Image classification with the use of radial basis function neural networks and the minimization of the localized generalization error

doi:10.1016/j.patcog.2006.07.002

Pattern Recognition

Volume 40, Issue 1, January 2007, Pages 19-32

https://doi.org/10.1016/j.patcog.2006.07.002 Get rights and content

Abstract

Image classification arises as an important phase in the overall process of automatic image annotation and image retrieval. In this study, we are concerned with the design of image classifiers developed in the feature space formed by low level primitives defined in the setting of the MPEG-7 standard. Our objective is to investigate the discriminatory properties of such standard image descriptors and look at efficient architectures of the classifiers along with their design pursuits. The generalization capabilities of an image classifier are essential to its successful usage in image retrieval and annotation. Intuitively, it is expected that the classifier should achieve high classification accuracy on unseen images that are quite “similar” to those occurring in the training set. On the other hand, we may assume that the performance of the classifier could not be guaranteed in the case of images that are very much dissimilar from the elements of the training set. To follow this observation, we develop and use a concept of the localized generalization error and show how it guides the design of the classifier. As image classifier, we consider the usage of the radial basis function neural networks (RBFNNs). Through intensive experimentation we show that the resulting classifier outperforms other classifiers such as a multi-class support vector machines (SVMs) as well as “standard” RBFNNs (viz. those developed without the guidance offered by the optimization of the localized generalization error). The experimental studies reveal some interesting interpretation abilities of the RBFNN classifiers being related with their receptive fields.

Introduction

A vast amount of digital images are become omnipresent these days call for an intensified effort towards building efficient needs for their automatic annotation and retrieval mechanisms. Classification of digital images becomes one of the fundamental activities one could view as the fundamental prerequisite for all other image processing pursuits.
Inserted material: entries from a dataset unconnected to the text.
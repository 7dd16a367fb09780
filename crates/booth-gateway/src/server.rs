use std::net::SocketAddr;

use anyhow::{Context, Result};
use tokio::net::TcpListener;

use crate::routes::build_router;
use crate::state::AppState;

/// Binds the gateway and serves it until ctrl-c.
pub async fn run_server(bind: &str, state: AppState) -> Result<()> {
    let bind_addr = bind
        .parse::<SocketAddr>()
        .with_context(|| format!("invalid --bind '{bind}'"))?;
    let listener = TcpListener::bind(bind_addr)
        .await
        .with_context(|| format!("failed to bind gateway on {bind_addr}"))?;
    let local_addr = listener
        .local_addr()
        .context("failed to resolve bound gateway address")?;
    tracing::info!(addr = %local_addr, "photo booth gateway listening");

    let app = build_router(state);
    axum::serve(listener, app)
        .with_graceful_shutdown(async {
            let _ = tokio::signal::ctrl_c().await;
        })
        .await
        .context("gateway server exited unexpectedly")?;
    Ok(())
}
use std::sync::Mutex;

use rand::rngs::StdRng;
use rand::{Rng, SeedableRng};

use crate::CHARACTER_IDS;

/// Fallback character selection used when a request names no explicit target.
///
/// Holds its own RNG so tests can pin the outcome with a fixed seed while
/// production seeds from entropy.
#[derive(Debug)]
pub struct SelectionPolicy {
    rng: Mutex<StdRng>,
}

impl SelectionPolicy {
    /// Entropy-seeded policy for production use.
    pub fn from_entropy() -> Self {
        Self {
            rng: Mutex::new(StdRng::from_entropy()),
        }
    }

    /// Deterministic policy; the same seed always yields the same sequence.
    pub fn from_seed(seed: u64) -> Self {
        Self {
            rng: Mutex::new(StdRng::seed_from_u64(seed)),
        }
    }

    /// Resolves a requested character id: a known explicit id wins, anything
    /// else falls back to a random pick from the closed set.
    pub fn resolve(&self, requested: Option<&str>) -> &'static str {
        if let Some(id) = requested {
            if let Some(known) = CHARACTER_IDS.iter().find(|known| **known == id) {
                return known;
            }
        }
        self.pick()
    }

    /// Picks one character id at random from the closed set.
    pub fn pick(&self) -> &'static str {
        let mut rng = self
            .rng
            .lock()
            .unwrap_or_else(|poisoned| poisoned.into_inner());
        let index = rng.gen_range(0..CHARACTER_IDS.len());
        CHARACTER_IDS[index]
    }
}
In image classification we could follow the general paradigm of pattern recognition. In pattern recognition, each object is described by a collection of features that forms a multidimensional space in which all discrimination activities take place. Various classifiers, both linear and nonlinear, become available at this stage including support vector machines (SVM), linear classifiers, polynomial classifiers, radial basis function neural networks (RBFNNs), fuzzy rule-based systems, etc. No matter what classifier has been chosen, a formation of a suitable feature becomes of paramount relevance. The problem of forming of the feature space in the case of images is even more complicated. On one hand, we have a lot of different alternatives. On the other hand, the diversity of images contributes to the elevated level of complexity and difficulty. In images, we encounter a variety of images showing different shapes, colors, texture, etc yet belonging to the same class. An image could be described by an intensity of color of each pixel or even better by some descriptors. In this study, our objective is to explore and quantify the discriminatory properties of the MPEG-7 image descriptors in classification problems. Those are explored in conjunction to two main categories of classifiers such as SVMs and RBFNNs.
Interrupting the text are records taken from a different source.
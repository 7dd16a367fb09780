use std::path::{Path, PathBuf};
use std::sync::atomic::{AtomicU64, Ordering};

use anyhow::{Context, Result};

use crate::current_unix_timestamp_ms;

static NEXT_SCRATCH_SEQUENCE: AtomicU64 = AtomicU64::new(0);

/// Request-scoped working directory for pipeline artifacts.
///
/// Every run owns exactly one `ScratchDir`; the directory is removed
/// recursively when the guard drops, on success and failure alike.
#[derive(Debug)]
pub struct ScratchDir {
    path: PathBuf,
}

impl ScratchDir {
    /// Creates a uniquely-named scratch directory under `root`.
    pub fn create(root: &Path, label: &str) -> Result<Self> {
        let sequence = NEXT_SCRATCH_SEQUENCE.fetch_add(1, Ordering::Relaxed);
        let name = format!(
            "{}-{}-{}",
            label,
            current_unix_timestamp_ms(),
            sequence
        );
        let path = root.join(name);
        std::fs::create_dir_all(&path)
            .with_context(|| format!("failed to create scratch dir {}", path.display()))?;
        Ok(Self { path })
    }

    pub fn path(&self) -> &Path {
        &self.path
    }

    /// Resolves a file name inside the scratch directory.
    pub fn file(&self, name: &str) -> PathBuf {
        self.path.join(name)
    }
}

impl Drop for ScratchDir {
    fn drop(&mut self) {
        // Cleanup is best-effort; a failure here must not panic a request.
        let _ = std::fs::remove_dir_all(&self.path);
    }
}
Unfortunately, it becomes obvious that any classifier requiring high training accuracy may not achieve good generalization capability. Since both target outputs and distributions of the unseen samples are unknown, it is impossible to compute the generalization error in a direct way. There are two major approaches to estimate the generalization error, namely, analytical model and cross-validation (CV). In general, analytical models bound above the generalization error for any unseen samples and do not distinguish trained classifiers with the same number of effective parameters but different values of parameters. Thus, the error bounds given by those models are usually loose [1]. The major problem of analytical models is the estimation of the number of effective parameters of the classifier, which could be solved by using the VC-dimensions [2]. The VC-dimension of a classifier is defined as the largest number of samples that can be shattered by this classifier [2]. However, only loose bound of VC-dimensions could be found for nonlinear classifiers, e.g. neural networks, and this puts a severe limitation on the applicability of analytical models to nonlinear classifiers, except the SVM [3]. Although CV uses true target outputs for unseen samples, it is time consuming for large datasets and CL classifiers must be trained for C-fold CV and L choices of classifier parameters. CV methods estimate the expected generalization error instead of its bound, thus they do not guarantee the finally built classifier to have good generalization capability [1].
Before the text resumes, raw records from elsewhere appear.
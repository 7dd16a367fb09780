use std::time::Duration;

use async_trait::async_trait;

use crate::error::{ProviderError, ProviderResult};
use crate::SHORT_CALL_TIMEOUT_MS;

const PROVIDER_NAME: &str = "background-removal";

/// Background-removal seam: PNG in, background-removed RGBA PNG out.
#[async_trait]
pub trait BackgroundRemover: Send + Sync {
    async fn remove_background(&self, png: Vec<u8>) -> ProviderResult<Vec<u8>>;
}

#[derive(Debug, Clone)]
/// Configuration for the loopback rembg-shaped service.
pub struct HttpBackgroundRemoverConfig {
    pub api_base: String,
    pub timeout_ms: u64,
}

impl HttpBackgroundRemoverConfig {
    pub fn new(api_base: impl Into<String>) -> Self {
        Self {
            api_base: api_base.into(),
            timeout_ms: SHORT_CALL_TIMEOUT_MS,
        }
    }
}

#[derive(Debug, Clone)]
/// Removal client: raw PNG bytes in the POST body, PNG bytes back.
pub struct HttpBackgroundRemover {
    client: reqwest::Client,
    config: HttpBackgroundRemoverConfig,
}

impl HttpBackgroundRemover {
    pub fn new(config: HttpBackgroundRemoverConfig) -> ProviderResult<Self> {
        let client = reqwest::Client::builder().build().map_err(|error| {
            ProviderError::Request {
                provider: PROVIDER_NAME,
                message: format!("failed to initialize http client: {error}"),
            }
        })?;
        let mut normalized = config;
        normalized.api_base = normalized.api_base.trim().trim_end_matches('/').to_string();
        Ok(Self {
            client,
            config: normalized,
        })
    }
}

#[async_trait]
impl BackgroundRemover for HttpBackgroundRemover {
    async fn remove_background(&self, png: Vec<u8>) -> ProviderResult<Vec<u8>> {
        let url = format!("{}/api/remove", self.config.api_base);
        let response = self
            .client
            .post(url)
            .header("Content-Type", "image/png")
            .timeout(Duration::from_millis(self.config.timeout_ms.max(1)))
            .body(png)
            .send()
            .await
            .map_err(|error| ProviderError::from_request_error(PROVIDER_NAME, error))?;

        let status = response.status();
        if !status.is_success() {
            let body = response.text().await.unwrap_or_default();
            return Err(ProviderError::transport(
                PROVIDER_NAME,
                status.as_u16(),
                &body,
            ));
        }
        let bytes = response
            .bytes()
            .await
            .map_err(|error| ProviderError::from_request_error(PROVIDER_NAME, error))?;
        if bytes.is_empty() {
            return Err(ProviderError::invalid_response(
                PROVIDER_NAME,
                "removal returned an empty image body",
            ));
        }
        Ok(bytes.to_vec())
    }
}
In image classification, one may not expect a classifier trained using one category of images (say, animals) to correctly classify images coming from some other categories (e.g. vegetables). In this case, one may revise the training dataset by adding training samples of vegetables and re-train the classifier to include the new class of images. For example, in our dataset we have images of cow but not airplane, thus we could not expect the classifier trained using our dataset to correctly recognize an airplane. It is expected that an image classifier work well for those classes that have been used to train it assuming images belonging to the same class are conceptually similar and such that their descriptor values should also be similar. That is, unseen samples similar to the training samples, in terms of sup-type of distance in the feature space is smaller than a given threshold, are considered to be more important. Thus, in the evaluation of the generalization capabilities of the image classifiers, one may ignore those images that are totally dissimilar to those existing in the training set.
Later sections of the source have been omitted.